The new shiny HQ is in the middle of an urban wasteland that would just love to be a hinterland.

It will be transformed. But change is a coming via somewhere else. And we may have to wait a long time before we see the dazzling array of gastro-pubs and glitzy bistrots.

The 390 bus stop is a lonely post. It is on a narrow strip of pavement bordered by a big fence. The traffic whizzes past. And I saw a lot of whizzing last night as I waited and waited. And waited.

Eventually the bus came. I thought the cold had affected my eyesight as it looked like a very long bus.

But nay, my senses were still operational it was just that two 390s came at the same time.

As I was getting off the bus at Archway I asked the driver about the delay and he told me there were problems on the Bayswater Road over which had snarled up progress.

I was neither shocked nor narked. I knew the score.

Maybe it's because I'm a Londoner.....

Tuesday, 10 February 2009

The Vaudeville

I've been reminded of a chance meeting of late. About three years ago in Holborn I bumped into someone I hadn't seen for years and years. He was the husband of a friend of a woman I used to live with in the late 80s.

When that relationship detonated I lost touch with the whole crowd.

But as the bloke was an avid Chelsea supporter we had a chat about the football and were both pleased that Chelsea had won the title.

"It's all going to go Vaudeville," he said as the traffic rushed past. Well three years later. Chelsea have got rid of José Mourinho, the title winning boss and Avram Grant and now Luiz Felipe Scolari.

I have lost interest in the Chelsea project since José went. But the prediction is grimly true.

Matchday IX Post Mortem

The other side didn't turn up. We had a kick about amongst ourselves and I was having a laugh. Then went and did something odd to my left leg. I can't see me being part of Matchday X this Saturday.

I find this deeply depressing as the injury was sustained during an intra muros affair. But that's what happens to top flight athletes.

And that's what happens to the likes of me. Back to the swimming pool I guess.

Friday, 6 February 2009

Matchday IX Preview Cup Day

It's a cup tie so I feel all cool about the game. Cool? Could that have something to do with the weather? Probably. Paris is chilly. It is still snowy in London and that means I had better take a decent pair of shoes with me this weekend rather than the Desert Boots of last week. What a sap I was.

Saturday's game is against an outfit who were in the second division last season while we were getting panned in the first division. They were promoted as we imploded.

So we've never played them. They are doing pretty well in the top flight. Oh grief a footballing lesson is a-coming. And we don't have our star striker.

Best thing is not to get injured and save it all up for the championship. I sound like the manager of an ailing English Premier League club.

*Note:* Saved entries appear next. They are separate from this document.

#[cfg(test)]
mod tests {
    use super::*;
    use crate::data::{Tile, TileStatus};
    use crate::model::Pos;

    fn test_params() -> BoardParams {
        BoardParams {
            height: 9,
            width: 9,
            mines: 10,
        }
    }

    fn test_room() -> Room {
        Room::new("abcd".to_string(), "secret".to_string(), test_params())
    }

    fn channel() -> (
        ParticipantSender,
        mpsc::UnboundedReceiver<ServerMessage>,
    ) {
        mpsc::unbounded_channel()
    }

    fn drain(rx: &mut mpsc::UnboundedReceiver<ServerMessage>) -> Vec<ServerMessage> {
        let mut messages = Vec::new();
        while let Ok(message) = rx.try_recv() {
            messages.push(message);
        }
        messages
    }

    /// Board with no mines: the first flood fill claims everything.
    fn mineless_board(height: usize, width: usize) -> Board {
        Board {
            height,
            width,
            mines: 0,
            revealed_blue: 0,
            revealed_red: 0,
            exploded_by: None,
            tiles: (0..height * width)
                .map(|index| Tile {
                    row: index / width,
                    col: index % width,
                    has_mine: false,
                    status: TileStatus::Hidden,
                })
                .collect(),
        }
    }

    struct ActiveRoom {
        room: Room,
        blue_id: Uuid,
        red_id: Uuid,
        rx_blue: mpsc::UnboundedReceiver<ServerMessage>,
        rx_red: mpsc::UnboundedReceiver<ServerMessage>,
    }

    fn active_room() -> ActiveRoom {
        let mut room = test_room();
        let (tx_blue, mut rx_blue) = channel();
        let (tx_red, mut rx_red) = channel();
        let blue = room.join("secret", tx_blue).unwrap();
        let red = room.join("secret", tx_red).unwrap();
        room.begin_active(red.countdown_epoch.unwrap());
        drain(&mut rx_blue);
        drain(&mut rx_red);
        ActiveRoom {
            room,
            blue_id: blue.participant_id,
            red_id: red.participant_id,
            rx_blue,
            rx_red,
        }
    }

    #[test]
    fn first_join_is_blue_second_is_red() {
        let mut room = test_room();
        let (tx_blue, mut rx_blue) = channel();
        let (tx_red, mut rx_red) = channel();

        let blue = room.join("secret", tx_blue).unwrap();
        assert_eq!(blue.side, Side::Blue);
        assert!(blue.countdown_epoch.is_none());
        assert_eq!(room.state(), RoomState::Created);

        let red = room.join("secret", tx_red).unwrap();
        assert_eq!(red.side, Side::Red);
        assert!(red.countdown_epoch.is_some());
        assert_eq!(room.state(), RoomState::Countdown);
        assert!(room.board.is_some());

        let blue_messages = drain(&mut rx_blue);
        assert!(matches!(
            blue_messages[0],
            ServerMessage::RoomJoined {
                side: Side::Blue,
                ..
            }
        ));
        assert!(matches!(
            blue_messages[1],
            ServerMessage::InitialBoard { mines: 10, .. }
        ));

        let red_messages = drain(&mut rx_red);
        assert!(matches!(
            red_messages[0],
            ServerMessage::RoomJoined { side: Side::Red, .. }
        ));
        assert!(matches!(
            red_messages[1],
            ServerMessage::InitialBoard { .. }
        ));
    }

    #[test]
    fn join_rejections_keep_room_state_untouched() {
        let mut room = test_room();
        let (tx, _rx) = channel();
        assert_eq!(
            room.join("wrong", tx).unwrap_err(),
            JoinErrorKind::WrongPasscode
        );
        assert_eq!(room.state(), RoomState::Created);

        let (tx_blue, _rx_blue) = channel();
        let (tx_red, _rx_red) = channel();
        room.join("secret", tx_blue).unwrap();
        room.join("secret", tx_red).unwrap();

        let (tx_third, _rx_third) = channel();
        assert_eq!(
            room.join("secret", tx_third).unwrap_err(),
            JoinErrorKind::RoomFull
        );
        assert_eq!(room.state(), RoomState::Countdown);
    }

    #[test]
    fn reveal_is_ignored_before_the_match_starts() {
        let mut room = test_room();
        let (tx_blue, mut rx_blue) = channel();
        let (tx_red, _rx_red) = channel();
        room.join("secret", tx_blue).unwrap();
        room.join("secret", tx_red).unwrap();
        drain(&mut rx_blue);

        room.reveal(Side::Blue, Pos { row: 8, col: 0 });
        assert!(drain(&mut rx_blue).is_empty());
        assert_eq!(room.state(), RoomState::Countdown);
    }

    #[test]
    fn countdown_activates_and_broadcasts_game_start() {
        let mut active = active_room();
        assert_eq!(active.room.state(), RoomState::Active);

        active.room.reveal(Side::Blue, Pos { row: 8, col: 0 });
        let messages = drain(&mut active.rx_red);
        assert!(
            messages
                .iter()
                .any(|m| matches!(m, ServerMessage::UpdateBoard { .. }))
        );
    }

    #[test]
    fn stale_countdown_epoch_does_not_activate() {
        let mut room = test_room();
        let (tx_blue, _rx_blue) = channel();
        let (tx_red, _rx_red) = channel();
        room.join("secret", tx_blue).unwrap();
        let red = room.join("secret", tx_red).unwrap();
        let stale_epoch = red.countdown_epoch.unwrap();

        // Red leaves during the countdown; the room resets for reuse.
        room.disconnect(red.participant_id);
        assert_eq!(room.state(), RoomState::Created);
        assert!(room.board.is_none());

        // A new opponent arrives and a new countdown begins.
        let (tx_new, _rx_new) = channel();
        let replacement = room.join("secret", tx_new).unwrap();
        assert_eq!(replacement.side, Side::Red);
        assert_ne!(replacement.countdown_epoch.unwrap(), stale_epoch);

        room.begin_active(stale_epoch);
        assert_eq!(room.state(), RoomState::Countdown);
        room.begin_active(replacement.countdown_epoch.unwrap());
        assert_eq!(room.state(), RoomState::Active);
    }

    #[test]
    fn illegal_claim_produces_no_broadcast() {
        let mut active = active_room();
        active.room.reveal(Side::Blue, Pos { row: 4, col: 4 });
        assert!(drain(&mut active.rx_blue).is_empty());
        assert!(drain(&mut active.rx_red).is_empty());
        assert_eq!(active.room.state(), RoomState::Active);
    }

    #[test]
    fn mid_match_disconnect_forfeits_to_the_peer() {
        let mut active = active_room();
        active.room.disconnect(active.blue_id);
        assert_eq!(active.room.state(), RoomState::Ended);

        let messages = drain(&mut active.rx_red);
        assert!(messages.iter().any(|m| matches!(
            m,
            ServerMessage::GameEnd {
                winning_side: Side::Red,
                reason: EndReason::Forfeit,
            }
        )));
    }

    #[test]
    fn reveals_after_the_end_are_no_ops() {
        let mut active = active_room();
        active.room.disconnect(active.blue_id);
        drain(&mut active.rx_red);

        active.room.reveal(Side::Red, Pos { row: 0, col: 8 });
        assert!(drain(&mut active.rx_red).is_empty());

        active.room.disconnect(active.red_id);
        assert!(!active.room.has_participants());
    }

    #[tokio::test]
    async fn concurrent_reveals_serialize_to_one_decision() {
        let mut active = active_room();
        // Mineless board: whichever reveal wins the lock floods the whole
        // grid and ends the match; the loser's request must then no-op.
        active.room.board = Some(mineless_board(8, 8));
        let room = Arc::new(Mutex::new(active.room));

        let blue_room = room.clone();
        let blue = tokio::spawn(async move {
            blue_room
                .lock()
                .await
                .reveal(Side::Blue, Pos { row: 7, col: 0 });
        });
        let red_room = room.clone();
        let red = tokio::spawn(async move {
            red_room
                .lock()
                .await
                .reveal(Side::Red, Pos { row: 0, col: 7 });
        });
        blue.await.unwrap();
        red.await.unwrap();

        let room = room.lock().await;
        assert_eq!(room.state(), RoomState::Ended);
        let board = room.board.as_ref().unwrap();
        assert_eq!(board.revealed_blue + board.revealed_red, 64);
        // Exactly one side owns the whole grid; nothing interleaved.
        assert!(board.revealed_blue == 64 || board.revealed_red == 64);

        let game_ends = drain(&mut active.rx_red)
            .iter()
            .filter(|m| matches!(m, ServerMessage::GameEnd { .. }))
            .count();
        assert_eq!(game_ends, 1);
    }
}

Not up for the cup? Oh the romance has gone.

Wednesday, 4 February 2009

The Day Off

What a long time it's been since I've heard the sound of rain. And it is now raining in Paris. It snowed in London on Sunday and the city was closed for sentient business on Monday.

Of course that prompted all kinds of articles in the papers on Tuesday about how the Luftwaffe couldn't sop the London buses during the Blitz but several of inches of snow in 2009 can.

On the way into work I thought how can we believe our leaders saying they're going to extricate us from economic meltdown when they can't get the buses moving.

There's a Seinfeld skit in which he says the worst thing about sending a man to the moon is that it's used as a default criticism.

I guess that's the path I was wandering down. But I stopped. I've decided to watch Seinfeld instead.

Onto Season 9 and into the final few shows

Obviously have to go back to Season 1.